Against Hipsterism: The Fake Freedom Of Nihilism

‘How surprising that men blame the gods, and say their troubles come from us, though they, through their own un-wisdom, find suffering beyond what is fated.’

Zeus addresses the Olympians, The Odyssey, Book One.

The hipster seeks to make a virtue out of degradation and hopelessness, because she lacks the imagination to see the world in any other way.

Kevin-Spacey-House-of-Cards-Netflix

Nihilism has now become a badge of honour. The rise of TV shows like House Of Cards reflect how meaninglessness has become the religion of our time

There’s nothing intelligent or smart about being nihilistic. It is a bimbo’s philosophy masquerading as astuteness.

It’s much safer to believe the world is, as Peter Hitchens puts it, a meaningless car crash, than it is to accept responsibility for your own existence.

Nihilism, atheism and hipsterism resemble the decadent religion of the pre-reformation world, where cynicism and realpolitik gave people an excuse to make no effort to be human or moral.

Your humanity does not come for free. It is something you become, it is something you earn and cultivate.

You become a soul, as Keats said. You are not born with one.

Nihilism is just the flip side of ideology.

Both nihilists and ideological fanatics seek to relinquish the power of subjective reason. Both seek refuge in the higher authority of fate, and both justify their doing this by predicating their world views on a philosophy of human nature that is degraded and cynical.

In order for a human to claim their full potential, they can’t rely on either traditional religious thinking or nihilistic godlessness.

In fact, these are one and the same thing.

In order to live and flourish, we need faith. God or no god. Ideology or no ideology.

Faith is the belief that our individual will can positively affect our environment.

An athlete needs faith just as much as an NGO worker in the Congo.

Human life can only exist if the laws of chance are ignored. Great achievements can only be made only if hopelessness is made the great original sin.

The hipster hates this idea. She is enraged just reading this. She has to be, she has to fight it with every bone and nerve pulse in her body.

Because the hipster seeks certainty in meaninglessness.

In that sense the hipster is as conservative and fearful of mystery as much as the worst witch-burning puritan.

Hipsters make a big show of their ironic world view, their adherence to chaos and the void.

But they arrogate themselves a Buddha-like gravitas, that is not theirs to claim.
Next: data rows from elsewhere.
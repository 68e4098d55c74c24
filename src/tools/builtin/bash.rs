//! Shell command execution
//!
//! Commands run under `sh -c` in their own process group with a wall-clock
//! limit that is independent of the conversation's cancellation token. On
//! timeout or cancellation the group receives SIGTERM, then SIGKILL after a
//! grace period. Output pipes inherited by background processes are drained
//! for a bounded window after the shell exits; stragglers are then killed.

use crate::tools::types::required_str;
use crate::tools::{Tool, ToolContext, ToolOutput};
use anyhow::{Context, Result};
use async_trait::async_trait;
use std::process::Stdio;
use std::sync::Arc;
use std::time::Duration;
use tokio::io::AsyncReadExt;
use tokio::process::{Child, Command};
use tokio::sync::Mutex;
use tokio::task::JoinHandle;
use tokio::time::Instant;

pub const DEFAULT_TIMEOUT_SECS: u64 = 120;
pub const MAX_TIMEOUT_SECS: u64 = 600;
/// Time between SIGTERM and SIGKILL
pub const KILL_GRACE: Duration = Duration::from_secs(5);
/// Bounds on how long output pipes are drained after the shell exits
const MIN_PIPE_DRAIN: Duration = Duration::from_millis(200);
const MAX_PIPE_DRAIN: Duration = Duration::from_secs(2);

enum Exit {
    Finished(std::process::ExitStatus),
    TimedOut,
    Cancelled,
}

pub struct BashTool {
    default_timeout: Duration,
}

impl Default for BashTool {
    fn default() -> Self {
        Self::new(Duration::from_secs(DEFAULT_TIMEOUT_SECS))
    }
}

impl BashTool {
    pub fn new(default_timeout: Duration) -> Self {
        Self {
            default_timeout: default_timeout.min(Duration::from_secs(MAX_TIMEOUT_SECS)),
        }
    }

    fn timeout_for(&self, args: &serde_json::Value) -> Duration {
        match args.get("timeout").and_then(|v| v.as_u64()) {
            Some(ms) => Duration::from_millis(ms).min(Duration::from_secs(MAX_TIMEOUT_SECS)),
            None => self.default_timeout,
        }
    }
}

/// SIGTERM the process group, wait out the grace period, then force kill
async fn terminate(child: &mut Child, grace: Duration) {
    #[cfg(unix)]
    {
        use nix::sys::signal::{killpg, Signal};
        use nix::unistd::Pid;
        if let Some(pid) = child.id() {
            let _ = killpg(Pid::from_raw(pid as i32), Signal::SIGTERM);
            if tokio::time::timeout(grace, child.wait()).await.is_ok() {
                return;
            }
            tracing::warn!(pid, "Process group ignored SIGTERM; killing");
            let _ = killpg(Pid::from_raw(pid as i32), Signal::SIGKILL);
        }
    }
    #[cfg(not(unix))]
    let _ = grace;
    let _ = child.kill().await;
}

/// Force kill whatever is left in the group once the shell itself is gone
fn kill_group(pid: Option<u32>) {
    #[cfg(unix)]
    if let Some(pid) = pid {
        use nix::sys::signal::{killpg, Signal};
        use nix::unistd::Pid;
        let _ = killpg(Pid::from_raw(pid as i32), Signal::SIGKILL);
    }
    #[cfg(not(unix))]
    let _ = pid;
}

type Captured = Arc<Mutex<Vec<u8>>>;

/// Read a pipe into a shared buffer so partial output survives an abort
fn spawn_reader<R>(pipe: Option<R>) -> (Captured, JoinHandle<()>)
where
    R: tokio::io::AsyncRead + Unpin + Send + 'static,
{
    let captured: Captured = Arc::default();
    let sink = captured.clone();
    let handle = tokio::spawn(async move {
        let Some(mut pipe) = pipe else {
            return;
        };
        let mut chunk = [0u8; 8192];
        loop {
            match pipe.read(&mut chunk).await {
                Ok(0) | Err(_) => break,
                Ok(n) => sink.lock().await.extend_from_slice(&chunk[..n]),
            }
        }
    });
    (captured, handle)
}

#[async_trait]
impl Tool for BashTool {
    fn name(&self) -> &str {
        "bash"
    }

    fn description(&self) -> &str {
        "Run a shell command in the workspace. Output combines stdout and stderr. \
         timeout is in milliseconds (default 120000, max 600000)."
    }

    fn parameters(&self) -> serde_json::Value {
        serde_json::json!({
            "type": "object",
            "properties": {
                "command": {"type": "string"},
                "timeout": {"type": "integer", "description": "Timeout in milliseconds"},
                "description": {"type": "string", "description": "What the command does, in a few words"}
            },
            "required": ["command"]
        })
    }

    async fn execute(&self, args: &serde_json::Value, ctx: &ToolContext) -> Result<ToolOutput> {
        let command = required_str(args, "command")?;
        let timeout = self.timeout_for(args);

        let decision = ctx.permissions.check_bash(command).await;
        if !decision.allowed {
            return Ok(ToolOutput::success(decision.denial_message()));
        }

        let mut cmd = Command::new("sh");
        cmd.arg("-c")
            .arg(command)
            .current_dir(&ctx.workspace)
            .stdin(Stdio::null())
            .stdout(Stdio::piped())
            .stderr(Stdio::piped())
            .kill_on_drop(true);
        #[cfg(unix)]
        cmd.process_group(0);

        let mut child = cmd
            .spawn()
            .with_context(|| format!("Failed to spawn: {}", command))?;
        ctx.log(format!("running: {}", command));
        let pid = child.id();
        let deadline = Instant::now() + timeout;

        let (stdout, mut stdout_task) = spawn_reader(child.stdout.take());
        let (stderr, mut stderr_task) = spawn_reader(child.stderr.take());

        let exit = tokio::select! {
            status = child.wait() => Exit::Finished(status.context("Failed to wait for command")?),
            _ = tokio::time::sleep_until(deadline) => Exit::TimedOut,
            _ = ctx.cancel.cancelled() => Exit::Cancelled,
        };
        if !matches!(exit, Exit::Finished(_)) {
            terminate(&mut child, KILL_GRACE).await;
        }
        if matches!(exit, Exit::Cancelled) {
            stdout_task.abort();
            stderr_task.abort();
            anyhow::bail!("Command cancelled: {}", command);
        }

        // Background children may still hold the pipes open
        let drain = deadline
            .saturating_duration_since(Instant::now())
            .clamp(MIN_PIPE_DRAIN, MAX_PIPE_DRAIN);
        let drained = tokio::select! {
            biased;
            _ = async {
                let _ = (&mut stdout_task).await;
                let _ = (&mut stderr_task).await;
            } => true,
            _ = tokio::time::sleep(drain) => false,
            _ = ctx.cancel.cancelled() => false,
        };
        if !drained {
            tracing::warn!(?pid, "Output pipes still open after shell exit; killing process group");
            kill_group(pid);
            stdout_task.abort();
            stderr_task.abort();
            if ctx.cancel.is_cancelled() {
                anyhow::bail!("Command cancelled: {}", command);
            }
        }

        let stdout = std::mem::take(&mut *stdout.lock().await);
        let stderr = std::mem::take(&mut *stderr.lock().await);
        let mut output = String::from_utf8_lossy(&stdout).into_owned();
        if !stderr.is_empty() {
            if !output.is_empty() && !output.ends_with('\n') {
                output.push('\n');
            }
            output.push_str(&String::from_utf8_lossy(&stderr));
        }

        let (exit_code, timed_out) = match exit {
            Exit::Finished(status) => (status.code(), false),
            _ => (None, true),
        };
        if timed_out {
            output.push_str(&format!(
                "\n\nCommand timed out after {} ms and was terminated",
                timeout.as_millis()
            ));
        } else if let Some(code) = exit_code.filter(|c| *c != 0) {
            output.push_str(&format!("\n\nExit code: {}", code));
        }
        if output.is_empty() {
            output.push_str("(no output)");
        }

        let title = args
            .get("description")
            .and_then(|v| v.as_str())
            .unwrap_or(command)
            .to_string();
        let mut out = ToolOutput::success(output)
            .with_title(title)
            .with_metadata(serde_json::json!({ "exit_code": exit_code, "timed_out": timed_out }));
        out.is_error = timed_out;
        Ok(out)
    }
}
While seeming to allow themselves to rise above false dogmas and ideals, to free themselves of illusions, they live by the greatest, and oldest, delusion of all: that man is powerless to affect his own fate.

There is a lot to be gained in cynicism and nihilism. If nothing can change, there’s no need to try.

If all the good things have been said, then let’s not bother saying anything new.

There is a pagan fatalism to this concept of the world. It is the world of unholy bullies and tyrants, where all consequences are attributed to the capricious gods.

It is typical of the hipster to claim existential insight. As if to see clearly into the reality of things, makes chaos and meaninglessness inevitable.

However, as Sartre said in Existentialism Is A Humanism, to reevaluate the role of God in life does not necessarily lead us to nihilism.

In fact, the dignity of the individual is what takes the place of God – not the void.

When the nihilistic hipster replaces God with nothingness, they resemble the worst of medieval usurpers, or the terrorising mob after the French Revolution.

They replace one tyranny with another. Whereas traditional religion offers a puritanical tyrant, hipsterism offers the tyranny of boredom and emptiness.

Far from freeing culture of dogma, it condemns it to the most catholic of punishments: eternity in limbo.